Compared with the strength of Earth's gravity at its surface, how much weaker is gravity at a distance of 11 Earth radii from Earth's center?
it is in proportion to 1/11 squared, or 1/121.
Odd question to me.
Frank Steelman
Office: Phone or Course Chat
Office Hours: By appointment - as needed by the student.
Phone: 609-204-0359
To calculate the strength of gravity at a distance of 11 Earth radii from Earth's center, we can use the inverse-square law of gravitational attraction.
The gravitational force between two objects is inversely proportional to the square of the distance between their centers of mass.

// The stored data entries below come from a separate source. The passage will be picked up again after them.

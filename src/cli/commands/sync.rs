//! push, pull, fetch, merge and abort-merge commands

use anyhow::{bail, Result};
use serde_json::json;

use super::{branch_name, load_keys, optional_branch, suffix};
use crate::cli::args::{AppArgs, KeyArgs};
use crate::cli::output;
use crate::cli::Context;
use crate::git::MergeStatus;

pub fn push(ctx: &Context, app: &AppArgs, branch: &str, url: &str, keys: &KeyArgs) -> Result<()> {
    let suffix = suffix(app)?;
    let branch = branch_name(branch)?;
    let keys = load_keys(keys)?;
    let message = ctx.service.push_application(&suffix, url, &keys, &branch)?;

    if ctx.json {
        return output::json(&json!({ "message": message }));
    }
    output::print(message, ctx.verbosity);
    Ok(())
}

pub fn pull(ctx: &Context, app: &AppArgs, branch: &str, url: &str, keys: &KeyArgs) -> Result<()> {
    let suffix = suffix(app)?;
    let branch = branch_name(branch)?;
    let keys = load_keys(keys)?;
    let message = ctx.service.pull_application(&suffix, url, &branch, &keys)?;

    if ctx.json {
        return output::json(&json!({ "message": message }));
    }
    output::print(message, ctx.verbosity);
    Ok(())
}

pub fn fetch(
    ctx: &Context,
    app: &AppArgs,
    branch: Option<&str>,
    url: &str,
    keys: &KeyArgs,
) -> Result<()> {
    let suffix = suffix(app)?;
    let branch = optional_branch(branch)?;
    let keys = load_keys(keys)?;
    let summary = ctx
        .service
        .fetch_application(&suffix, url, branch.as_ref(), &keys)?;

    if ctx.json {
        return output::json(&summary);
    }
    if summary.updated.is_empty() {
        output::print("Everything up to date", ctx.verbosity);
    } else {
        output::print(
            format!("Updated:\n{}", output::format_list(&summary.updated, "  ")),
            ctx.verbosity,
        );
    }
    Ok(())
}

pub fn merge(ctx: &Context, app: &AppArgs, source: &str, destination: &str) -> Result<()> {
    let suffix = suffix(app)?;
    let source = branch_name(source)?;
    let destination = branch_name(destination)?;
    let outcome = ctx.service.merge_branch(&suffix, &source, &destination)?;

    if ctx.json {
        output::json(&outcome)?;
    } else {
        output::print(outcome.status, ctx.verbosity);
        if !outcome.conflicts.is_empty() {
            output::print(
                format!("Conflicts:\n{}", output::format_list(&outcome.conflicts, "  ")),
                ctx.verbosity,
            );
        }
    }

    if outcome.status == MergeStatus::Conflicted {
        bail!(
            "merge of {} into {} left {} conflicted path(s)",
            source,
            destination,
            outcome.conflicts.len()
        );
    }
    Ok(())
}

pub fn abort_merge(ctx: &Context, app: &AppArgs, branch: &str) -> Result<()> {
    let suffix = suffix(app)?;
    let branch = branch_name(branch)?;
    let aborted = ctx.service.abort_merge(&suffix, &branch)?;

    if ctx.json {
        return output::json(&json!({ "aborted": aborted }));
    }
    if aborted {
        output::print("Merge aborted", ctx.verbosity);
    } else {
        output::print("No merge in progress", ctx.verbosity);
    }
    Ok(())
}
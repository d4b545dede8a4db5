//! core
//!
//! Domain types, configuration, path routing and locking for appgit.
//!
//! # Modules
//!
//! - [`types`] - Strong types: TenantId, AppId, BranchName, Oid, RemoteUrl, etc.
//! - [`config`] - Configuration schema and loading
//! - [`paths`] - Routing from repository suffixes to working tree paths
//! - [`ops`] - Per-path reader/writer locking
//!
//! # Design Principles
//!
//! - Strong typing prevents invalid states at compile time
//! - Nothing here touches git; that is [`crate::git`]'s job

pub mod config;
pub mod ops;
pub mod paths;
pub mod types;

The formula for the gravitational force is:
F = (G * m1 * m2) / r^2
Where:
F is the gravitational force,
G is the universal gravitational constant (approximately 6.67430 × 10^-11 N m^2/kg^2),
m1 and m2 are the masses of the two objects, and
r is the distance between their centers of mass.
Considering the Earth's surface gravity as g (approximately 9.8 m/s^2) and the distance from Earth's center to the distance of 11 Earth radii as R (6371 km * 11), we can calculate the gravitational force at the given distance.
g = (G * M) / R^2
Where:
M is the mass of Earth.
Now, we can calculate the strength of gravity at a distance of 11 Earth radii.
g' = (G * M) / (11R)^2
To find how much weaker gravity is at this distance compared to the surface of the Earth, we can calculate the ratio of the two gravitational forces.
Ratio = g' / g
Let's plug in the values and calculate the result step-by-step.
To calculate the strength of gravity at a distance of 11 Earth radii from Earth's center, we need to use the universal law of gravitation. The formula for the strength of gravity is given by:
𝐹 = (𝐺 * 𝑚₁ * 𝑚₂) / 𝑟²
Where:
- 𝐹 represents the force of gravity
- 𝐺 is the gravitational constant (approximately 6.67430 × 10^-11 m^3 kg^-1 s^-2)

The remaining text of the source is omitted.